:: WHAT IS REQUIRED ::
Identify all lines in the data containing the string "revision". Copy them out.

Data items:
————
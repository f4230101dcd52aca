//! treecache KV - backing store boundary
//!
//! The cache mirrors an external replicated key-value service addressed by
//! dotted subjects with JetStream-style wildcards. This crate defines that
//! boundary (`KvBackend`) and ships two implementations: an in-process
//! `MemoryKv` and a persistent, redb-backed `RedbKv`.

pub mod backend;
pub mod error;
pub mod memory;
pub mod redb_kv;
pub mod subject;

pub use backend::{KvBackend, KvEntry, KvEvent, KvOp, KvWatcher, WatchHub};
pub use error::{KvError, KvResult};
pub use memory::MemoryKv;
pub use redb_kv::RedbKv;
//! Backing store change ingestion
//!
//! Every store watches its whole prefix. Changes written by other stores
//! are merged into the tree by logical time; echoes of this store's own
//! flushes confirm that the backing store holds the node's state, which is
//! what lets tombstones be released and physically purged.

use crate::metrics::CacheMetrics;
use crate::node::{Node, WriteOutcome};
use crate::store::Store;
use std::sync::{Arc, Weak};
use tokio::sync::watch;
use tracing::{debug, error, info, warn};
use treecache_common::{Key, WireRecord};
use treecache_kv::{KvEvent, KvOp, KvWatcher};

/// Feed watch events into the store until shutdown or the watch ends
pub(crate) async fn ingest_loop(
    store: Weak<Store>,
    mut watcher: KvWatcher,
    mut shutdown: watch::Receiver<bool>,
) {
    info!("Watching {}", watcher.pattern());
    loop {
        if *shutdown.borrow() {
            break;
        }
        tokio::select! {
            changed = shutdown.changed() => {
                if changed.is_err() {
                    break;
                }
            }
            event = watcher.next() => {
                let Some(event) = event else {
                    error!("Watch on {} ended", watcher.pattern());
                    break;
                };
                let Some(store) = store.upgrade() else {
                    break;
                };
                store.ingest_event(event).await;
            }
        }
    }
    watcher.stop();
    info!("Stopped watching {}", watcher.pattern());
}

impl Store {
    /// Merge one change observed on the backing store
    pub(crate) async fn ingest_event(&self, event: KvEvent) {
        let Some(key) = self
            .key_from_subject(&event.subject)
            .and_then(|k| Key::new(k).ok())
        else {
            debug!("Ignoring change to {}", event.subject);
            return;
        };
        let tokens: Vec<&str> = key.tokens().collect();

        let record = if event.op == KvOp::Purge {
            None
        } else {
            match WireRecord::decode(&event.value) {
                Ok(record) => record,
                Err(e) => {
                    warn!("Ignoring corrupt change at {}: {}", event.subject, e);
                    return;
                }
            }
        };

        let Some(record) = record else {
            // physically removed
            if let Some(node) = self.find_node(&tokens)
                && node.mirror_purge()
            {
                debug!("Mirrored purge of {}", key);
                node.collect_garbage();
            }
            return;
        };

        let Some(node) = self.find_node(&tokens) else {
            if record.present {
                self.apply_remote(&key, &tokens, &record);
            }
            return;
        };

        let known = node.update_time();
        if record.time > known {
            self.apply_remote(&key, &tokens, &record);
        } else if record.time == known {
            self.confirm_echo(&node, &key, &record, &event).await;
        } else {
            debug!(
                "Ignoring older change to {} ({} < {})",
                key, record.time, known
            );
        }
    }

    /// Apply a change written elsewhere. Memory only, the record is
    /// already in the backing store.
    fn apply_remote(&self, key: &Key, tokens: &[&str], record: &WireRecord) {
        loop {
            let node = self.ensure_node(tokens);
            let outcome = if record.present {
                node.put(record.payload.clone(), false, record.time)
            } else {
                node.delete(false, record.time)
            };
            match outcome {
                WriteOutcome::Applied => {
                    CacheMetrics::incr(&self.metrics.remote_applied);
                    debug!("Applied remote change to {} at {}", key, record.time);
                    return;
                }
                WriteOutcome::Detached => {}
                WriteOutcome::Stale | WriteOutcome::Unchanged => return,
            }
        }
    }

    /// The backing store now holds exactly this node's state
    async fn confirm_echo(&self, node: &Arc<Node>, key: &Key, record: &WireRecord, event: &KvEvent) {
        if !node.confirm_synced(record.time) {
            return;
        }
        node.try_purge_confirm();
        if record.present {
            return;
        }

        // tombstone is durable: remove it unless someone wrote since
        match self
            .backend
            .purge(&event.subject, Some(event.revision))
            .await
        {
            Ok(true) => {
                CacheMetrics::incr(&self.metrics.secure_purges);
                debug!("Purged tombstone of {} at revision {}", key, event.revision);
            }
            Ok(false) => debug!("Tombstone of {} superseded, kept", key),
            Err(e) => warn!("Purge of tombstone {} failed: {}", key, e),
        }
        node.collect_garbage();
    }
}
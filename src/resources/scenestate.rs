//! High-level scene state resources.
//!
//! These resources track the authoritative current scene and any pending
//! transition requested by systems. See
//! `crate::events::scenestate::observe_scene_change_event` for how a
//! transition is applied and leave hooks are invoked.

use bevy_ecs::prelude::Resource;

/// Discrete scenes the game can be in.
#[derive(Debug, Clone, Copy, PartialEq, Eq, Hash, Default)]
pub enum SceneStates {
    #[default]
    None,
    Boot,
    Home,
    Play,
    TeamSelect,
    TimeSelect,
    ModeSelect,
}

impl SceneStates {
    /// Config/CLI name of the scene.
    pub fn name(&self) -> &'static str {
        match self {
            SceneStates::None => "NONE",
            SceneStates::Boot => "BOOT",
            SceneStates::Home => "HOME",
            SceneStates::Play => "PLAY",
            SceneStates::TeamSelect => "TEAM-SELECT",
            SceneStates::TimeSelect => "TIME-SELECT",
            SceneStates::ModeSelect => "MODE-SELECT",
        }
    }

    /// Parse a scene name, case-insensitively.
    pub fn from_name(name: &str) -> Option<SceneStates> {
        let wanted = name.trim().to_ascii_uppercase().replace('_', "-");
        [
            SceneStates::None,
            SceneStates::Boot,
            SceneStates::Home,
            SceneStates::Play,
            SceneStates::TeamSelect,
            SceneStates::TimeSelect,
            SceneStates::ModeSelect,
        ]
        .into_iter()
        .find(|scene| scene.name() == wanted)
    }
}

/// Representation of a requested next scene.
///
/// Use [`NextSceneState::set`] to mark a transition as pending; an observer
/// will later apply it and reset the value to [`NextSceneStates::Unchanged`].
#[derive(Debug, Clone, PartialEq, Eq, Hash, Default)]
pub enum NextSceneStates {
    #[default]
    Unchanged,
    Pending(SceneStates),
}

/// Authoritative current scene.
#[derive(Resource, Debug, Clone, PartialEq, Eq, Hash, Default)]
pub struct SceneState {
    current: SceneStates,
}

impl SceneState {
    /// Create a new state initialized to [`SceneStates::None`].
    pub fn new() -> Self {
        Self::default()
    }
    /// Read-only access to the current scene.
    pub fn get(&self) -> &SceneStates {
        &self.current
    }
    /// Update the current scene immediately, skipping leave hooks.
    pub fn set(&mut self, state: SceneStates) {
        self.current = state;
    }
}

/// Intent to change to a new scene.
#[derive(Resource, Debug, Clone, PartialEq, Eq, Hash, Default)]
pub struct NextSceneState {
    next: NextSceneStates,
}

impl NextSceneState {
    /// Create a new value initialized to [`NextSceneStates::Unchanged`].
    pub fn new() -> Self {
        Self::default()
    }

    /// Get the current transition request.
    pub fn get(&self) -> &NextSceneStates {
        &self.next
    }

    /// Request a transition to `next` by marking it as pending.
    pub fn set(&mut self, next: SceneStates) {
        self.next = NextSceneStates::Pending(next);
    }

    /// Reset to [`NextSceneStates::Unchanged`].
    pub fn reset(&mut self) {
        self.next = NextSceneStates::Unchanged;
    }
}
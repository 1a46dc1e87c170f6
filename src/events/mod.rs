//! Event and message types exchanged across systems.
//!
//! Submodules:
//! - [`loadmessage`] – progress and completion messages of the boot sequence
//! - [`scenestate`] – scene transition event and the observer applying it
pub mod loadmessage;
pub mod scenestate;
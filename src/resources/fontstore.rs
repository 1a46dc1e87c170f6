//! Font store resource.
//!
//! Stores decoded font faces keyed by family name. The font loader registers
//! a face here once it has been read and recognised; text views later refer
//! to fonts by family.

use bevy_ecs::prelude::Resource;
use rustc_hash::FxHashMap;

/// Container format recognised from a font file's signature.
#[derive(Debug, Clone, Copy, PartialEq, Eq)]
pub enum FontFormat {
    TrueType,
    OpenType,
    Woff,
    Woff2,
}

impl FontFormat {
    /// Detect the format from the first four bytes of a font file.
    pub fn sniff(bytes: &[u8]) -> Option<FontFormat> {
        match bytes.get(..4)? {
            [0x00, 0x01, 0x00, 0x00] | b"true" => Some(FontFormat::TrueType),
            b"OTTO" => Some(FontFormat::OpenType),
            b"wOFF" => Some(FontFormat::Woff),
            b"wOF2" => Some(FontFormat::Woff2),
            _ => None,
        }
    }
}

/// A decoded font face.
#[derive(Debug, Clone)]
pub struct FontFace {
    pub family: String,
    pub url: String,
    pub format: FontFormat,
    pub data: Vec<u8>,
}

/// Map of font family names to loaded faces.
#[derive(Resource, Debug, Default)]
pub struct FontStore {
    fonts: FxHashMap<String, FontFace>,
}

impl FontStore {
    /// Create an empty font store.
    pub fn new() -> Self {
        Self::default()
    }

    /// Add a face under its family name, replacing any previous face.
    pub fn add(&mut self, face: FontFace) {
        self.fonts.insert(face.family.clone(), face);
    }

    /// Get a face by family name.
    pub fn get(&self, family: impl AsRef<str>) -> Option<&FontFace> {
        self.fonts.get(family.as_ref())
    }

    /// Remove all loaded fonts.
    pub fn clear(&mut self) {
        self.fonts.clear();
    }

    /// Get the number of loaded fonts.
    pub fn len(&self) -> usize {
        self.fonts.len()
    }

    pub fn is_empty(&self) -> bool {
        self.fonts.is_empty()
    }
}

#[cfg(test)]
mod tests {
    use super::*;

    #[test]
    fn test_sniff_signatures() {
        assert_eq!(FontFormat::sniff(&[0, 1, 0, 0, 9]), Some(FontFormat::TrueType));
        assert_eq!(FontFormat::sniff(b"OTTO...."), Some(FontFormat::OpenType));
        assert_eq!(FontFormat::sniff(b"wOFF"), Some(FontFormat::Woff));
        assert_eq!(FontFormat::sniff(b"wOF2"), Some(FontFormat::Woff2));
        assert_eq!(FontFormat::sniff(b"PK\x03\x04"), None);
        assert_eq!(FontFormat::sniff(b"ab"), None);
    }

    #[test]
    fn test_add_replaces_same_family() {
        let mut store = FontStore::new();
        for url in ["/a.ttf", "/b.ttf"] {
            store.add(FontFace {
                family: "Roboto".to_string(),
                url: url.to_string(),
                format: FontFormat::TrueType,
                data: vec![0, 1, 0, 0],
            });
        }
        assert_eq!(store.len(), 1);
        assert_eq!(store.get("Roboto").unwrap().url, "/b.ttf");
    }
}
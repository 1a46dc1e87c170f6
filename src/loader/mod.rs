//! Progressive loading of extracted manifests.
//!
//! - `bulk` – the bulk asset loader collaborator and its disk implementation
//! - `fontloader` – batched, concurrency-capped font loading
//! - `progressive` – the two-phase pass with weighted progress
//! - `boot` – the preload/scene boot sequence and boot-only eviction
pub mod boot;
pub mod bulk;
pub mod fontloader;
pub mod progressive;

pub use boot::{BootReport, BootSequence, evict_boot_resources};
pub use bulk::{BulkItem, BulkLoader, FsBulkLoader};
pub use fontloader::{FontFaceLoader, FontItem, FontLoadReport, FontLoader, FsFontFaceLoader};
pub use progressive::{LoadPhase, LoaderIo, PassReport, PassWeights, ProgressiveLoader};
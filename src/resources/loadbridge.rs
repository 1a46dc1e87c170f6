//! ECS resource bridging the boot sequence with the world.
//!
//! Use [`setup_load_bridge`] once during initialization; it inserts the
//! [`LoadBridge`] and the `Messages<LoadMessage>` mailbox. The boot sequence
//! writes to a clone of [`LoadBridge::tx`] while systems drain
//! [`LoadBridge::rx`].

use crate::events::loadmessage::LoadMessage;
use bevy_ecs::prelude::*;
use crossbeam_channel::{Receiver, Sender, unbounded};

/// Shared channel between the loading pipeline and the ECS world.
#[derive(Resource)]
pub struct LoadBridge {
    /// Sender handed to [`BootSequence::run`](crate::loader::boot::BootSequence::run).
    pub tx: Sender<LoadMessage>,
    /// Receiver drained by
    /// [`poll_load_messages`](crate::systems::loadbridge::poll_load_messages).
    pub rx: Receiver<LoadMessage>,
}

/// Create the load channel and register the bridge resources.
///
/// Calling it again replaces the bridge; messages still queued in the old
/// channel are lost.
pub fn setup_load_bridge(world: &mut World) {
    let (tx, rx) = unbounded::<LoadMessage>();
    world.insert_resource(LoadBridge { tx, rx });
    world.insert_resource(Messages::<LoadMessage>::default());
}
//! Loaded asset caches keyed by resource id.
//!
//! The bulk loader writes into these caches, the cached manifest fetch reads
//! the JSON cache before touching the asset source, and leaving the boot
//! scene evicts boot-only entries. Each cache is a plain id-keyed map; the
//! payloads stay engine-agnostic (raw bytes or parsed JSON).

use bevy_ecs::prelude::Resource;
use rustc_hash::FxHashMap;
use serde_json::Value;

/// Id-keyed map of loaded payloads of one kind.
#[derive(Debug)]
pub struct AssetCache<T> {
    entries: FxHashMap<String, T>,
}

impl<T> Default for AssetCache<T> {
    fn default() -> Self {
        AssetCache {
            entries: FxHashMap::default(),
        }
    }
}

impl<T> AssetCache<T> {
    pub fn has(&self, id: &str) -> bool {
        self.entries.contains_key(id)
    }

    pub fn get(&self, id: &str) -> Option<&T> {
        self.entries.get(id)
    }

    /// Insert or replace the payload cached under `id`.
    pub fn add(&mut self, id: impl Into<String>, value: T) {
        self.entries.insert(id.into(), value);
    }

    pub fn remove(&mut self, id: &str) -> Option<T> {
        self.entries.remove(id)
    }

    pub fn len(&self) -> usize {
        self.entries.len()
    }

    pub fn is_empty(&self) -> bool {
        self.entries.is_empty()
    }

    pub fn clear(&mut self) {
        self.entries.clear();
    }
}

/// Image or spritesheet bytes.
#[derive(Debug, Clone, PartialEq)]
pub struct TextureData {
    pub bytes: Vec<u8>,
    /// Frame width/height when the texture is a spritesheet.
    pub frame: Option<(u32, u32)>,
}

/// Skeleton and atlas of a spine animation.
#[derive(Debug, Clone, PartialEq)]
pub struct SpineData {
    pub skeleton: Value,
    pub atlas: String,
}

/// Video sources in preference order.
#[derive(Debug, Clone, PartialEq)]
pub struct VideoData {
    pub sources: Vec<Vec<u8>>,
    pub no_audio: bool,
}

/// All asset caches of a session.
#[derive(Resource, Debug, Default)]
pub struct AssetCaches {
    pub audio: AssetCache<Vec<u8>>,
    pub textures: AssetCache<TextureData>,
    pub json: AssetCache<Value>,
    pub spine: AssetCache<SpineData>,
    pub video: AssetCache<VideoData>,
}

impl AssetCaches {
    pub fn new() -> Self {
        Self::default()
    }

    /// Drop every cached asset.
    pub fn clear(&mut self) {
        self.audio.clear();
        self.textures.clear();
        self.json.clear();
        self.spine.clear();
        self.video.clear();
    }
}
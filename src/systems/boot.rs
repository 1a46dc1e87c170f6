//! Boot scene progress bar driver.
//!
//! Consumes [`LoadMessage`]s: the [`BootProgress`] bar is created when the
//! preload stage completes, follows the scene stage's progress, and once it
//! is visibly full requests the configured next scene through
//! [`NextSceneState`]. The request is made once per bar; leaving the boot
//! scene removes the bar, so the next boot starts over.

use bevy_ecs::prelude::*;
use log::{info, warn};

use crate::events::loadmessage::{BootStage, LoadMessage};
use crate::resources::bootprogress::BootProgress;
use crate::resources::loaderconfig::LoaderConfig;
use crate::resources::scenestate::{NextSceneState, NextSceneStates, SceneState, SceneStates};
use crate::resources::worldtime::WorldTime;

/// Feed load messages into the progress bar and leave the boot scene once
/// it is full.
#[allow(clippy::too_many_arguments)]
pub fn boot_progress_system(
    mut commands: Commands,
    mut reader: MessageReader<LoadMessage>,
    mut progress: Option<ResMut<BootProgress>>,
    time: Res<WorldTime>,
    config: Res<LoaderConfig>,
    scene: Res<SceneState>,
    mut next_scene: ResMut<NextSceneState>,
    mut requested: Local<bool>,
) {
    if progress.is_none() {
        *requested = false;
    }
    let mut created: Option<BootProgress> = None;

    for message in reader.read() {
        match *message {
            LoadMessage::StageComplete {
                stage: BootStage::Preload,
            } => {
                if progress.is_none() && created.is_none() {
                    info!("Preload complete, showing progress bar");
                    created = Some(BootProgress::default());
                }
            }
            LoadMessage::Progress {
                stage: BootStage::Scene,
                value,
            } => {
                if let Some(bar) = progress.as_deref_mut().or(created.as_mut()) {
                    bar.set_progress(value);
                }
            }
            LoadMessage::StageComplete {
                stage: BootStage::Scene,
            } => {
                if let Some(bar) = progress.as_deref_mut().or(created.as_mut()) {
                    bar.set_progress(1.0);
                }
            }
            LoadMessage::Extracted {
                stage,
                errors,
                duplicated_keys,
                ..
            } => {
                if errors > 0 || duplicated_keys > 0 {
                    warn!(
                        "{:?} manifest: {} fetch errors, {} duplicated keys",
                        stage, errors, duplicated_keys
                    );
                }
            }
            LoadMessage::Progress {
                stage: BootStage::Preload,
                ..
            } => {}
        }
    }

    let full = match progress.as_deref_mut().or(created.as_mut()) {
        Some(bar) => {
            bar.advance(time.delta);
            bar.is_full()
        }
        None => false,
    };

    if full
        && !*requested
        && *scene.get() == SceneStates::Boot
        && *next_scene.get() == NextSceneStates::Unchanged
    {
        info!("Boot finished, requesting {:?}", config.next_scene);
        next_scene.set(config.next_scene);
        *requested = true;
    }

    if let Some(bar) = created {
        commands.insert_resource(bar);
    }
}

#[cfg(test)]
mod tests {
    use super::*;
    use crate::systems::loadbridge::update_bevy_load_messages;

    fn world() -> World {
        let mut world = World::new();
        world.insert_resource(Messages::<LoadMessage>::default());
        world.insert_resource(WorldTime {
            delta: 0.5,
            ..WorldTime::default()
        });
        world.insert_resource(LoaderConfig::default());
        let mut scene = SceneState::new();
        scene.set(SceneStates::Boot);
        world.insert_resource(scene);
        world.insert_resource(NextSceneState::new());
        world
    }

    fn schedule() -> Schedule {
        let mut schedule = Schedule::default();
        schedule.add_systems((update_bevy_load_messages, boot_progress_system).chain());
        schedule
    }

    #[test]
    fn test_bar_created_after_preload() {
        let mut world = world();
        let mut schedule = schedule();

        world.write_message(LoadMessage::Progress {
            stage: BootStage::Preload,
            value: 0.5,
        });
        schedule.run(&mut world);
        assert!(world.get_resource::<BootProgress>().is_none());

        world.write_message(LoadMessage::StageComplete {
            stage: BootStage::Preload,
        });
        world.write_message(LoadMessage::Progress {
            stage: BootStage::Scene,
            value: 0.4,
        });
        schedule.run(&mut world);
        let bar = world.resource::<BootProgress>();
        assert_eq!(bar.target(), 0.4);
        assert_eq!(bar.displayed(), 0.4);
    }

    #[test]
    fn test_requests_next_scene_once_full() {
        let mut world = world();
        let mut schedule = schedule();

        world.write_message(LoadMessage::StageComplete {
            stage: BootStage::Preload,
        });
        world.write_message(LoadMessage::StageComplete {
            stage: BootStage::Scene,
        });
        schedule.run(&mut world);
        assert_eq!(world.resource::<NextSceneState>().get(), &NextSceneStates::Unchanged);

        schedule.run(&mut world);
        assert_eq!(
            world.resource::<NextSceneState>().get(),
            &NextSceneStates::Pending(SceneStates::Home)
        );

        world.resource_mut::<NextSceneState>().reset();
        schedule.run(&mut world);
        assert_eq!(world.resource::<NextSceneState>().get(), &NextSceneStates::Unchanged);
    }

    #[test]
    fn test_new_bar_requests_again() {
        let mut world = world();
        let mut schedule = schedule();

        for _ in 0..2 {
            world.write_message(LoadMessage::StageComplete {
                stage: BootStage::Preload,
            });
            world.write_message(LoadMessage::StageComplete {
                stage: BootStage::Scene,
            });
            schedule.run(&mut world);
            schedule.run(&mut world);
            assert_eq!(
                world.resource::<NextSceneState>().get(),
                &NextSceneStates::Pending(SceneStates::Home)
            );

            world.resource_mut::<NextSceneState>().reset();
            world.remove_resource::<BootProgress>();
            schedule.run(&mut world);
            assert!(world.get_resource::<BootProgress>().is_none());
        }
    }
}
————
:: EXERCISE RESPONSE ::
            .purge(&event.subject, Some(event.revision))
                debug!("Purged tombstone of {} at revision {}", key, event.revision);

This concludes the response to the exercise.